Its only taken me 5 years to learn the unwritten rules of this forum, so no matter if I listen to highbrow music and theorise about it, obviously I'm not that smart.


----------



## Vaneyes (May 11, 2010)

samurai said:


> @ millionrainbows Great thread, BTW! :cheers:


I was giving Likes early on. I did not expect it to go another 7 pages. What was the question again?


----------



## Vaneyes (May 11, 2010)

science said:


> I don't think it's about any particular era - it's about ourselves. I doubt I'm personally capable of being as good as the best people or as bad as the worst people, *but pretty nearly the full range of human behavior is in me potentially*. Thank luck I've never been in the kind of situations where I'd do anything horrible. But I don't think I'd better make peace with that kind of thing.
> 
> Listening to classical music or reading Shakespeare or whatever might make us feel like a superior person in some sense, so it's really good for us to remember exactly how the sausage was made.


Me, too.


----------



## Richannes Wrahms (Jan 6, 2014)

...and finally we reach the realization 'Oh my, reality is so diverse and complex! Who would have though we can't just isolate the factors and expect a concrete solution?!'


----------



## science (Oct 14, 2010)

Sid James said:


> I don't know if, online, people know where "that steak comes from," where classical came from. Because I, like millionrainbows in some ways, have been talking about these issues for a while here now. A lot of what I faced here was various types of denial. Or the "you can't say that" attitude.
> 
> We're not only talking about the usual suspects here (eg. Lully or Wagner) but some of the heroes of Modernism, who don't come off very well in light of what they did. At one stage, I said that Webern tried to curry favour with the Nazis. As a result, I got a very strong rebuke from a member of this forum, basically telling me to shut up and its something that that is taboo. So? If people know, and this type of thing is common knowledge, why all the stonewalling? If they know, it means they are in denial, they want to make music pristine when it isn't. Its part of life, as I said, so not sealed off in some glass case.
> 
> ...


I'm not sure that we benefit from hiding this kind of thing from ourselves. As far as I can tell, the human nature - the same human nature that produced the horrors of the past - hasn't fundamentally changed. It is a thing we ought to be aware of; naiveté about this might even be dangerous. The past is morally ambiguous: not good people against bad people, but flawed people on all sides stumbling along in confusion and often danger. Out of that banality sometimes came great art, wonderful inventions or discoveries that brought us joy and comfort; sometimes, horrible atrocities, usually by people who genuinely believed that what they were doing was right. These sorts of complications and ambiguities and uncertainties can make us uncomfortable, and they probably should. Maybe we can make peace with it; I'm not sure. But even if they do make us uncomfortable, I believe we should live in that discomfort because that is the truth. And, perhaps most uncomfortable of all, it is not just a truth about people a long time ago in almost foreign cultures. It is a truth about ourselves. Solzhenitsyn's line between good and evil runs right through our own hearts as well, and anyone who refuses to face that....
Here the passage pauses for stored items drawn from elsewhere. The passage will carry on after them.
//! HTTP chat gateway for Vitae.
//!
//! Serves the conversation loop to a website chat widget. The server keeps
//! no conversation state: clients send the visible history and the turn
//! count with every message and get the updated count back.
//!
//! Built on Axum.

use std::sync::Arc;

use axum::extract::DefaultBodyLimit;
use axum::{
    Router,
    extract::State,
    http::{Method, StatusCode, header},
    response::{IntoResponse, Json, Response},
    routing::{get, post},
};
use chrono::{DateTime, Utc};
use serde::{Deserialize, Serialize};
use tower_http::cors::{Any, CorsLayer};
use tracing::{error, info};

use vitae_agent::{ConversationLoop, TurnState};
use vitae_core::message::{Message, Role};
use vitae_core::provider::ToolDefinition;

/// Shown to the visitor when a turn fails; the real error is only logged.
pub const APOLOGY: &str = "Sorry, something went wrong while answering. Please try again.";

/// Shared application state for the gateway.
pub struct GatewayState {
    pub agent: Arc<ConversationLoop>,
    pub started_at: DateTime<Utc>,
}

impl GatewayState {
    pub fn new(agent: Arc<ConversationLoop>) -> Self {
        Self {
            agent,
            started_at: Utc::now(),
        }
    }
}

type SharedState = Arc<GatewayState>;

/// Build the Axum router with all gateway routes.
pub fn build_router(state: SharedState) -> Router {
    let cors = CorsLayer::new()
        .allow_origin(Any)
        .allow_methods([Method::GET, Method::POST])
        .allow_headers([header::CONTENT_TYPE])
        .max_age(std::time::Duration::from_secs(3600));

    Router::new()
        .route("/health", get(health_handler))
        .route("/tools", get(tools_handler))
        .route("/chat", post(chat_handler))
        .layer(DefaultBodyLimit::max(1024 * 1024))
        .layer(cors)
        .layer(tower_http::trace::TraceLayer::new_for_http())
        .with_state(state)
}

/// Start the gateway HTTP server.
pub async fn start(
    config: &vitae_config::GatewayConfig,
    agent: Arc<ConversationLoop>,
) -> Result<(), Box<dyn std::error::Error>> {
    let addr = format!("{}:{}", config.host, config.port);
    let app = build_router(Arc::new(GatewayState::new(agent)));

    info!(addr = %addr, "Gateway starting");
    let listener = tokio::net::TcpListener::bind(&addr).await?;
    axum::serve(listener, app).await?;

    Ok(())
}

// --- Handlers ---

#[derive(Serialize)]
struct HealthResponse {
    status: &'static str,
    version: &'static str,
    model: String,
    persona: String,
    background_loaded: bool,
    uptime_secs: i64,
}

async fn health_handler(State(state): State<SharedState>) -> Json<HealthResponse> {
    let persona = state.agent.persona();
    Json(HealthResponse {
        status: "ok",
        version: env!("CARGO_PKG_VERSION"),
        model: state.agent.model().to_string(),
        persona: persona.name().to_string(),
        background_loaded: persona.has_background(),
        uptime_secs: (Utc::now() - state.started_at).num_seconds(),
    })
}

async fn tools_handler() -> Json<Vec<ToolDefinition>> {
    Json(vitae_tools::definitions())
}

/// One prior exchange as the chat widget keeps it.
#[derive(Debug, Deserialize)]
struct HistoryEntry {
    role: Role,
    #[serde(default)]
    content: Option<String>,
}

#[derive(Debug, Deserialize)]
struct ChatRequest {
    message: String,
    #[serde(default)]
    history: Vec<HistoryEntry>,
    #[serde(default)]
    user_turns: u32,
}

#[derive(Debug, Serialize)]
struct ChatResponse {
    response: String,
    user_turns: u32,
}

/// Keep the user/assistant text the widget displays; tool traffic from a
/// previous turn has no call ids here and cannot be replayed. Entries with
/// null or empty content are dropped.
fn history_messages(entries: Vec<HistoryEntry>) -> Vec<Message> {
    entries
        .into_iter()
        .filter_map(|entry| {
            let content = entry.content.filter(|c| !c.is_empty())?;
            match entry.role {
                Role::User => Some(Message::user(content)),
                Role::Assistant => Some(Message::assistant(content)),
                Role::System | Role::Tool => None,
            }
        })
        .collect()
}

async fn chat_handler(
    State(state): State<SharedState>,
    Json(payload): Json<ChatRequest>,
) -> Response {
    if payload.message.trim().is_empty() {
        return (
            StatusCode::BAD_REQUEST,
            Json(serde_json::json!({ "error": "message must not be empty" })),
        )
            .into_response();
    }

    let request_id = uuid::Uuid::new_v4();
    info!(
        request_id = %request_id,
        message_len = payload.message.len(),
        history = payload.history.len(),
        user_turns = payload.user_turns,
        "Chat message received"
    );

    let history = history_messages(payload.history);
    let turn = TurnState::new(payload.user_turns);

    match state.agent.respond(&history, &payload.message, turn).await {
        Ok(reply) => Json(ChatResponse {
            response: reply.text,
            user_turns: reply.turn.user_turns,
        })
        .into_response(),
        Err(e) => {
            error!(request_id = %request_id, error = %e, "Chat turn failed");
            (
                StatusCode::BAD_GATEWAY,
                Json(ChatResponse {
                    response: APOLOGY.to_string(),
                    user_turns: turn.advance().user_turns,
                }),
            )
                .into_response()
        }
    }
}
As lovers of classical music, I can see how we might like to keep on the sunny side, pretend everything has always been about free people making beautiful music for love of music. After all we love the music, we want to keep it pure, in the ethereal realm of angels and ideals. But I find room in myself to enjoy the music of Machaut, Gombert, Gesualdo, Bach, Wagner, Tchaikovsky, and also to know about their individual sins and the sins of their patrons and the sins of their society.
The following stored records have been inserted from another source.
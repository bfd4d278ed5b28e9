//! `vitae doctor` — Diagnose configuration.

use std::path::Path;

use vitae_config::{AppConfig, credential_hint};
use vitae_core::persona::Persona;

pub async fn run(config_path: Option<&Path>) -> Result<(), Box<dyn std::error::Error>> {
    println!("🩺 Vitae Doctor — Configuration Check");
    println!("=====================================\n");

    let mut issues = 0;

    let config_file = super::config_file(config_path);
    if config_file.exists() {
        println!("  ✅ Config file found: {}", config_file.display());
    } else {
        println!("  ⚠️  No config file — defaults in use (run `vitae init`)");
        issues += 1;
    }

    let config = match AppConfig::load_with(config_path) {
        Ok(config) => {
            println!("  ✅ Config valid");
            config
        }
        Err(e) => {
            println!("  ❌ Config invalid: {e}");
            println!("\n  ⚠️  Fix the config before running other checks.");
            return Ok(());
        }
    };

    for (label, value) in [
        ("LLM API key", &config.api_key),
        ("Pushover user", &config.notifier.user),
        ("Pushover token", &config.notifier.token),
    ] {
        match credential_hint(value) {
            Some(first) => println!("  ✅ {label} found (starts with {first})"),
            None => {
                println!("  ❌ {label} not set");
                issues += 1;
            }
        }
    }

    let background = Path::new(&config.persona.background_path);
    let persona = Persona::load(&config.persona.name, background);
    if persona.has_background() {
        println!(
            "  ✅ Background loaded from {} (~{} prompt tokens)",
            background.display(),
            persona.estimated_tokens()
        );
    } else {
        println!(
            "  ❌ Background missing or empty: {} — the agent will refuse to answer",
            background.display()
        );
        issues += 1;
    }

    if config.persona.name == AppConfig::default().persona.name {
        println!("  ⚠️  persona.name is still the placeholder");
        issues += 1;
    } else {
        println!("  ✅ Persona: {}", config.persona.name);
    }

    println!("  ✅ Model: {} at {}", config.model, config.api_url);

    println!();
    if issues == 0 {
        println!("  🎉 All checks passed!");
    } else {
        println!("  ⚠️  {issues} issue(s) found. See above for details.");
    }

    Ok(())
}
(I realize that "sin" is unfashionable language, and of course I primarily mean things like slavery, serfdom, rape, murder, racism... rather than mere pride or lust. But "sin" carries the force I want here. I mean exactly the kind of thing that an ethical God, if there is one, looks at with fierce disgust and hopefully reacts to with fervent rage. Let there be justice.)

In fact, the truth is, I think that the more I know about their societies - both the good and bad of them - the more interesting they and their music become to me. I know I'm officially supposed to believe, "Only the music matters; I care about no extra-musical associations." But what the heck, it's a free country, this is very nearly a "free speech environment," and I am a heretic. Regardless of our culture's orthodoxy, I _do_ care very much about the extra-musical associations, I enjoy knowing about them, they make my personal experience of the music and all other arts much richer.
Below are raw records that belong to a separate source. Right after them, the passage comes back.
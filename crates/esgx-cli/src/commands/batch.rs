//! Batch processing command for multiple reports.

use std::fs;
use std::path::{Path, PathBuf};
use std::sync::Arc;
use std::time::Instant;

use clap::Args;
use console::style;
use futures_util::stream::{self, StreamExt};
use glob::glob;
use indicatif::{ProgressBar, ProgressStyle};
use tracing::{debug, error, warn};

use esgx_core::models::config::PdfConfig;
use esgx_core::{load_document, DocumentKind, ExtractionOutcome, MetricExtractor, MetricObservation};

use super::{build_extractor, GlobalOptions};
use crate::output;

/// Arguments for the batch command.
#[derive(Args)]
pub struct BatchArgs {
    /// Glob pattern of input files
    #[arg(required = true)]
    input: String,

    /// Output directory for per-report JSON and the combined CSV
    #[arg(short, long, default_value = ".")]
    output_dir: PathBuf,

    /// Number of parallel workers
    #[arg(short = 'j', long, default_value = "4")]
    jobs: usize,

    /// Continue on error
    #[arg(long)]
    continue_on_error: bool,
}

/// Result of processing a single file.
struct FileResult {
    path: PathBuf,
    outcome: Result<ExtractionOutcome, String>,
}

pub async fn run(args: BatchArgs, options: &GlobalOptions) -> anyhow::Result<()> {
    let start = Instant::now();

    let (config, extractor) = build_extractor(options)?;
    let extractor = Arc::new(extractor);

    // Expand glob pattern
    let files: Vec<PathBuf> = glob(&args.input)?
        .filter_map(|r| r.ok())
        .filter(|p| DocumentKind::from_path(p).is_some())
        .collect();

    if files.is_empty() {
        anyhow::bail!("No matching files found for pattern: {}", args.input);
    }

    println!(
        "{} Found {} files to process",
        style("ℹ").blue(),
        files.len()
    );

    fs::create_dir_all(&args.output_dir)?;

    let overall_pb = ProgressBar::new(files.len() as u64);
    overall_pb.set_style(
        ProgressStyle::default_bar()
            .template("{spinner:.green} [{elapsed_precise}] [{bar:40.cyan/blue}] {pos}/{len} files")
            .unwrap()
            .progress_chars("=>-"),
    );

    // Documents run on blocking workers; `buffered` yields them in input order.
    let jobs = args.jobs.max(1);
    let mut tasks = stream::iter(files)
        .map(|path| {
            let extractor = Arc::clone(&extractor);
            let pdf = config.pdf.clone();
            tokio::task::spawn_blocking(move || process_single_file(path, &extractor, &pdf))
        })
        .buffered(jobs);

    let mut results = Vec::new();
    while let Some(joined) = tasks.next().await {
        let result = joined?;

        if let Err(e) = &result.outcome {
            if args.continue_on_error {
                warn!("Failed to process {}: {}", result.path.display(), e);
            } else {
                overall_pb.abandon();
                error!("Failed to process {}: {}", result.path.display(), e);
                anyhow::bail!("Processing failed for {}: {}", result.path.display(), e);
            }
        }

        results.push(result);
        overall_pb.inc(1);
    }

    overall_pb.finish_and_clear();

    // Write outputs
    let mut all_rows: Vec<MetricObservation> = Vec::new();
    let mut extracted = 0;
    let mut unreadable = Vec::new();
    let mut failed = Vec::new();

    for result in &results {
        match &result.outcome {
            Ok(ExtractionOutcome::Extracted(report)) => {
                extracted += 1;
                let output_path = args
                    .output_dir
                    .join(output::summary_file_name(&report.context));
                fs::write(
                    &output_path,
                    output::to_json(&report.summary, config.output.pretty_json)?,
                )?;
                debug!("Wrote output to {}", output_path.display());

                println!(
                    "{} {}: {} metrics",
                    style("✓").green(),
                    result.path.display(),
                    report.summary.len()
                );
                all_rows.extend(report.observations.iter().cloned());
            }
            Ok(ExtractionOutcome::EmptyText { .. }) => {
                println!(
                    "{} No text extracted from {} (OCR needed)",
                    style("⚠").yellow(),
                    result.path.display()
                );
                unreadable.push(&result.path);
            }
            Err(e) => failed.push((&result.path, e)),
        }
    }

    if all_rows.is_empty() {
        println!();
        println!(
            "{} No metrics found. Check that the reports mention the configured aliases, \
             or pass a custom definition file with --metrics.",
            style("⚠").yellow()
        );
    } else {
        let csv_path = args.output_dir.join(&config.output.csv_file_name);
        output::write_csv(fs::File::create(&csv_path)?, &all_rows)?;
        println!(
            "{} {} rows written to {}",
            style("✓").green(),
            all_rows.len(),
            csv_path.display()
        );
    }

    // Print summary
    println!();
    println!(
        "{} Processed {} files in {:?}",
        style("✓").green(),
        results.len(),
        start.elapsed()
    );
    println!(
        "   {} extracted, {} need OCR, {} failed",
        style(extracted).green(),
        style(unreadable.len()).yellow(),
        style(failed.len()).red()
    );

    if !failed.is_empty() {
        println!();
        println!("{}", style("Failed files:").red());
        for (path, e) in &failed {
            println!("  - {}: {}", path.display(), e);
        }
    }

    Ok(())
}

fn process_single_file(path: PathBuf, extractor: &MetricExtractor, pdf: &PdfConfig) -> FileResult {
    let outcome = extract_file(&path, extractor, pdf).map_err(|e| e.to_string());
    FileResult { path, outcome }
}

fn extract_file(
    path: &Path,
    extractor: &MetricExtractor,
    pdf: &PdfConfig,
) -> esgx_core::Result<ExtractionOutcome> {
    let document = load_document(path, pdf)?;
    Ok(extractor.extract(&document))
}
I'm sure I'd rather live in this richer intellectual and cultural world, in spite of some discomfort, than in a simpler world where music is a pure abstraction divorced from a past that doesn't matter.


----------



## Guest (Jul 5, 2014)

Did I miss where someone asked for clarification about the OP's use of the term "absolutism"? I don't understand it myself, and it seems that I'm not the only one. What we seem to have ended up discussing is patronage and corruption. Absolutism itself doesn't figure very strongly at all.


----------



## ArtMusic (Jan 5, 2013)

I thought Absolutism was a Baroque thing as per the OP's definition/opening post. Didn't realise it might have extended to the centuries after the Baroque.


----------



## Guest (Jul 5, 2014)

ArtMusic said:


> I thought Absolutism was a Baroque thing as per the OP's definition/opening post. Didn't realise it might have extended to the centuries after the Baroque.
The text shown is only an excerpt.